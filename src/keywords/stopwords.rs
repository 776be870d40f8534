//! English stop-word list (the NLTK corpus list).

pub const ENGLISH: &[&str] = &[
    "a", "about", "above", "after", "again", "against", "ain", "all", "am", "an", "and", "any",
    "are", "aren", "aren't", "as", "at", "be", "because", "been", "before", "being", "below",
    "between", "both", "but", "by", "can", "couldn", "couldn't", "d", "did", "didn", "didn't",
    "do", "does", "doesn", "doesn't", "doing", "don", "don't", "down", "during", "each", "few",
    "for", "from", "further", "had", "hadn", "hadn't", "has", "hasn", "hasn't", "have", "haven",
    "haven't", "having", "he", "her", "here", "hers", "herself", "him", "himself", "his", "how",
    "i", "if", "in", "into", "is", "isn", "isn't", "it", "it's", "its", "itself", "just", "ll",
    "m", "ma", "me", "mightn", "mightn't", "more", "most", "mustn", "mustn't", "my", "myself",
    "needn", "needn't", "no", "nor", "not", "now", "o", "of", "off", "on", "once", "only", "or",
    "other", "our", "ours", "ourselves", "out", "over", "own", "re", "s", "same", "shan",
    "shan't", "she", "she's", "should", "should've", "shouldn", "shouldn't", "so", "some",
    "such", "t", "than", "that", "that'll", "the", "their", "theirs", "them", "themselves",
    "then", "there", "these", "they", "this", "those", "through", "to", "too", "under", "until",
    "up", "ve", "very", "was", "wasn", "wasn't", "we", "were", "weren", "weren't", "what",
    "when", "where", "which", "while", "who", "whom", "why", "will", "with", "won", "won't",
    "wouldn", "wouldn't", "y", "you", "you'd", "you'll", "you're", "you've", "your", "yours",
    "yourself", "yourselves",
];
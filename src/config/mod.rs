//! Configuration module for Sokord.
//!
//! Handles loading and managing application settings and prompt templates.

mod prompts;
mod settings;

pub use prompts::{Prompts, SummaryPrompts};
pub use settings::{
    EnrichmentSettings, FailurePolicy, GeneralSettings, HttpSettings, KeywordSettings,
    PromptSettings, RankingSettings, ServerSettings, Settings, SummarizationProvider,
    SummarizationSettings, TranscriptionSettings, WikidataSettings, YoutubeSettings,
};
//! Doctor command - verify tools, credentials and directories.

use crate::cli::Output;
use crate::config::{Settings, SummarizationProvider};
use console::style;
use std::path::Path;
use std::process::Command;

/// Outcome of one check.
#[derive(Debug)]
struct Check {
    name: String,
    status: Status,
    detail: String,
    hint: Option<&'static str>,
}

#[derive(Debug, Clone, Copy, PartialEq)]
enum Status {
    Ok,
    Warning,
    Error,
}

impl Check {
    fn new(name: &str, status: Status, detail: impl Into<String>, hint: Option<&'static str>) -> Self {
        Self {
            name: name.to_string(),
            status,
            detail: detail.into(),
            hint,
        }
    }

    fn print(&self) {
        let icon = match self.status {
            Status::Ok => style("✓").green(),
            Status::Warning => style("!").yellow(),
            Status::Error => style("✗").red(),
        };
        println!("  {} {} - {}", icon, style(&self.name).bold(), self.detail);
        if let Some(hint) = self.hint {
            println!("    {} {}", style("→").dim(), style(hint).dim());
        }
    }
}

/// Run all diagnostic checks.
pub fn run_doctor(settings: &Settings, config_path: &Path) -> anyhow::Result<()> {
    Output::header("Sokord Doctor");
    println!();

    let sections = [
        (
            "External Tools",
            vec![check_tool("ffmpeg", ffmpeg_hint()), check_tool("ffprobe", ffmpeg_hint())],
        ),
        ("Credentials", check_credentials(settings)),
        ("Directories", vec![check_upload_dir(&settings.upload_dir())]),
        ("Configuration", vec![check_config_file(config_path)]),
    ];

    let mut errors = 0;
    let mut warnings = 0;
    for (title, checks) in &sections {
        println!("{}", style(title).bold());
        for check in checks {
            check.print();
            match check.status {
                Status::Error => errors += 1,
                Status::Warning => warnings += 1,
                Status::Ok => {}
            }
        }
        println!();
    }

    if errors > 0 {
        anyhow::bail!("{} check(s) failed", errors);
    } else if warnings > 0 {
        Output::warning(&format!("All checks passed with {} warning(s).", warnings));
    } else {
        Output::success("All checks passed.");
    }

    Ok(())
}

fn check_tool(name: &str, hint: &'static str) -> Check {
    match Command::new(name).arg("-version").output() {
        Ok(output) if output.status.success() => {
            let version = String::from_utf8_lossy(&output.stdout)
                .lines()
                .next()
                .unwrap_or("installed")
                .chars()
                .take(50)
                .collect::<String>();
            Check::new(name, Status::Ok, version, None)
        }
        Ok(_) => Check::new(name, Status::Error, "installed but not working", Some(hint)),
        Err(e) if e.kind() == std::io::ErrorKind::NotFound => {
            Check::new(name, Status::Error, "not found", Some(hint))
        }
        Err(e) => Check::new(name, Status::Error, format!("error: {}", e), Some(hint)),
    }
}

fn check_credentials(settings: &Settings) -> Vec<Check> {
    let openai = non_empty_env("OPENAI_API_KEY");
    let huggingface = settings.summarization.huggingface_token();
    let hf_required = settings.summarization.provider == SummarizationProvider::HuggingFace;

    vec![
        secret_check(
            "OPENAI_API_KEY",
            openai,
            Status::Error,
            "Needed for transcription. Set with: export OPENAI_API_KEY='sk-...'",
        ),
        secret_check(
            "YouTube API key",
            settings.youtube.api_key(),
            Status::Error,
            "Set youtube.api_key or export YOUTUBE_API_KEY=...",
        ),
        secret_check(
            "Hugging Face token",
            huggingface,
            if hf_required { Status::Error } else { Status::Warning },
            "Set summarization.huggingface_token or export HF_TOKEN=...",
        ),
    ]
}

fn secret_check(name: &str, value: Option<String>, missing: Status, hint: &'static str) -> Check {
    match value {
        Some(secret) => Check::new(name, Status::Ok, format!("configured ({})", mask(&secret)), None),
        None => Check::new(name, missing, "not set", Some(hint)),
    }
}

fn non_empty_env(key: &str) -> Option<String> {
    std::env::var(key).ok().filter(|v| !v.trim().is_empty())
}

/// Show only the ends of a secret.
fn mask(secret: &str) -> String {
    let chars: Vec<char> = secret.chars().collect();
    if chars.len() <= 12 {
        return "*".repeat(chars.len());
    }
    let head: String = chars[..4].iter().collect();
    let tail: String = chars[chars.len() - 4..].iter().collect();
    format!("{}...{}", head, tail)
}

fn check_upload_dir(dir: &Path) -> Check {
    if !dir.exists() {
        return Check::new(
            "Upload directory",
            Status::Warning,
            format!("{} (will be created)", dir.display()),
            Some("Created when the server starts"),
        );
    }

    match tempfile::tempfile_in(dir) {
        Ok(_) => Check::new("Upload directory", Status::Ok, dir.display().to_string(), None),
        Err(e) => Check::new(
            "Upload directory",
            Status::Error,
            format!("{} is not writable: {}", dir.display(), e),
            Some("Fix permissions or set general.upload_dir"),
        ),
    }
}

fn check_config_file(path: &Path) -> Check {
    if path.exists() {
        Check::new("Config file", Status::Ok, path.display().to_string(), None)
    } else {
        Check::new(
            "Config file",
            Status::Warning,
            format!("{} not found, using defaults", path.display()),
            Some("Create with: sokord config set <key> <value>"),
        )
    }
}

fn ffmpeg_hint() -> &'static str {
    if cfg!(target_os = "macos") {
        "Install with: brew install ffmpeg"
    } else if cfg!(target_os = "linux") {
        "Install with: sudo apt install ffmpeg (or your package manager)"
    } else {
        "Install from: https://ffmpeg.org/download.html"
    }
}
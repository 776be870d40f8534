//! Extract command - run the full pipeline on a local video file.

use crate::audio::is_video_file;
use crate::cli::preflight::{self, Operation};
use crate::cli::Output;
use crate::config::Settings;
use crate::orchestrator::{parse_seed_keywords, Orchestrator};
use anyhow::{bail, Result};
use std::path::Path;

/// Run the extract command and print the result as JSON.
pub async fn run_extract(
    video: &str,
    seeds: Option<&str>,
    enrich: bool,
    pretty: bool,
    settings: Settings,
) -> Result<()> {
    let video_path = Settings::expand_path(video);
    if !video_path.is_file() {
        bail!("Video file not found: {}", video_path.display());
    }
    if !is_video_file(&video_path.to_string_lossy()) {
        bail!("Invalid file type. Only video files are allowed.");
    }

    preflight::check(Operation::Extract)?;

    let seed_keywords = seeds.map(parse_seed_keywords).unwrap_or_default();
    let orchestrator = Orchestrator::new(settings)?;

    // Work on a copy so derived audio never lands next to the user's file.
    let request_dir = orchestrator.request_dir()?;
    let file_name = video_path
        .file_name()
        .ok_or_else(|| anyhow::anyhow!("Invalid video path: {}", video_path.display()))?;
    let working_copy = request_dir.path().join(file_name);
    tokio::fs::copy(&video_path, &working_copy).await?;

    let spinner = Output::spinner(&format!("Processing {}...", display_name(&video_path)));
    let result = if enrich {
        orchestrator
            .run_with_enrichment(&working_copy, &seed_keywords)
            .await
            .and_then(|out| Ok(to_json(&out, pretty)?))
    } else {
        orchestrator
            .run(&working_copy, &seed_keywords)
            .await
            .and_then(|out| Ok(to_json(&out, pretty)?))
    };
    spinner.finish_and_clear();
    request_dir.close().await;

    println!("{}", result?);
    Ok(())
}

fn display_name(path: &Path) -> String {
    path.file_name()
        .map(|n| n.to_string_lossy().into_owned())
        .unwrap_or_else(|| path.display().to_string())
}

/// Serialize `value` as compact or pretty JSON.
pub(crate) fn to_json<T: serde::Serialize>(value: &T, pretty: bool) -> serde_json::Result<String> {
    if pretty {
        serde_json::to_string_pretty(value)
    } else {
        serde_json::to_string(value)
    }
}
//! CLI command implementations.

mod config;
mod doctor;
mod enrich;
mod extract;
mod rank;
pub mod serve;

pub use config::run_config;
pub use doctor::run_doctor;
pub use enrich::run_enrich;
pub use extract::run_extract;
pub use rank::run_rank;
pub use serve::run_serve;
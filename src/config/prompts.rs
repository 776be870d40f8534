//! Summary prompt templates for chat-model summarization.
//!
//! Defaults are built in. A `summary.toml` in `prompts.custom_dir` replaces
//! them, and `prompts.variables` fills extra `{{name}}` placeholders.

use super::PromptSettings;
use crate::error::Result;
use serde::{Deserialize, Serialize};
use std::collections::HashMap;

/// System and user templates for one summarization request.
#[derive(Debug, Clone, Serialize, Deserialize)]
#[serde(default)]
pub struct SummaryPrompts {
    pub system: String,
    /// Placeholders: `{{text}}`, `{{min_length}}`, `{{max_length}}`.
    pub user: String,
}

impl Default for SummaryPrompts {
    fn default() -> Self {
        Self {
            system: r#"You are a news-style summarizer. You condense spoken transcripts into a short factual summary.

Rules:
- Keep only substantive content: topics, named things, claims
- Drop greetings, filler, sponsor reads and calls to subscribe
- Write plain prose in the transcript's language, no lists or headings
- Never add facts that are not in the transcript"#
                .to_string(),

            user: r#"Summarize this transcript in about {{min_length}} to {{max_length}} words.

Transcript:
{{text}}"#
                .to_string(),
        }
    }
}

/// Loaded templates plus user-defined variables.
#[derive(Debug, Clone, Default)]
pub struct Prompts {
    pub summary: SummaryPrompts,
    pub variables: HashMap<String, String>,
}

impl Prompts {
    /// Load templates, preferring `<custom_dir>/summary.toml` when it exists.
    pub fn load(settings: &PromptSettings) -> Result<Self> {
        let summary = match &settings.custom_dir {
            Some(dir) => {
                let path = super::Settings::expand_path(dir).join("summary.toml");
                if path.exists() {
                    toml::from_str(&std::fs::read_to_string(&path)?)?
                } else {
                    SummaryPrompts::default()
                }
            }
            None => SummaryPrompts::default(),
        };

        Ok(Self {
            summary,
            variables: settings.variables.clone(),
        })
    }

    /// The user message for summarizing `text` within the given length bounds.
    ///
    /// Built-in placeholders win over configured variables of the same name.
    pub fn summary_user(&self, text: &str, min_length: u32, max_length: u32) -> String {
        let mut vars = self.variables.clone();
        vars.insert("text".to_string(), text.to_string());
        vars.insert("min_length".to_string(), min_length.to_string());
        vars.insert("max_length".to_string(), max_length.to_string());
        render(&self.summary.user, &vars)
    }
}

/// Substitute `{{name}}` placeholders.
///
/// `{{text}}` is substituted last so transcript content is never re-scanned
/// for placeholders.
fn render(template: &str, vars: &HashMap<String, String>) -> String {
    let mut result = template.to_string();
    for (key, value) in vars.iter().filter(|(k, _)| k.as_str() != "text") {
        result = result.replace(&format!("{{{{{}}}}}", key), value);
    }
    if let Some(text) = vars.get("text") {
        result = result.replace("{{text}}", text);
    }
    result
}
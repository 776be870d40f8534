//! Sokord - SEO keywords from video
//!
//! Turns the speech in a video into a ranked list of SEO keywords.
//!
//! # Overview
//!
//! A video goes through these stages:
//! - Extract the audio track with ffmpeg
//! - Transcribe it with OpenAI's speech-to-text API
//! - Summarize the transcript (Hugging Face BART or an OpenAI chat model)
//! - Take the most frequent non-stop-words of the summary as keywords
//! - Merge in caller-supplied seed keywords
//! - Rank every keyword by the engagement of matching YouTube videos
//! - Optionally look up "subclass of" terms for each keyword on Wikidata
//!
//! # Architecture
//!
//! - `config` - Configuration management
//! - `audio` - ffmpeg/ffprobe wrappers
//! - `transcription` - Speech-to-text
//! - `summarization` - Abstractive summarization backends
//! - `keywords` - Frequency-based keyword extraction
//! - `ranking` - YouTube search and engagement scoring
//! - `enrichment` - Wikidata entity lookup and SPARQL taxonomy queries
//! - `orchestrator` - Pipeline coordination
//! - `cli` - Command line and HTTP server
//!
//! # Example
//!
//! ```rust,no_run
//! use sokord::config::Settings;
//! use sokord::orchestrator::{parse_seed_keywords, Orchestrator};
//! use std::path::Path;
//!
//! #[tokio::main]
//! async fn main() -> anyhow::Result<()> {
//!     let orchestrator = Orchestrator::new(Settings::load()?)?;
//!
//!     let seeds = parse_seed_keywords("machine learning, AI");
//!     let output = orchestrator.run(Path::new("talk.mp4"), &seeds).await?;
//!     for score in &output.ranking.scores {
//!         println!("{:>6.1} {}", score.normalized_score, score.keyword);
//!     }
//!
//!     Ok(())
//! }
//! ```

pub mod audio;
pub mod cli;
pub mod config;
pub mod enrichment;
pub mod error;
mod http;
pub mod keywords;
pub mod openai;
pub mod orchestrator;
pub mod ranking;
pub mod summarization;
pub mod transcription;

pub use error::{Result, SokordError};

_____

## [Aim of the task]
In the entries above, find the line with "pub use rank::run_rank;" and the line with "#[serde(default)]", then restate word for word both of them and every line between, with nothing more.

## [Output of the exercise]
pub use rank::run_rank;
pub use serve::run_serve;
filename src/config/prompts.rs
repository 776be870d40f8534
//! Summary prompt templates for chat-model summarization.
//!
//! Defaults are built in. A `summary.toml` in `prompts.custom_dir` replaces
//! them, and `prompts.variables` fills extra `{{name}}` placeholders.

use super::PromptSettings;
use crate::error::Result;
use serde::{Deserialize, Serialize};
use std::collections::HashMap;

/// System and user templates for one summarization request.
#[derive(Debug, Clone, Serialize, Deserialize)]
#[serde(default)]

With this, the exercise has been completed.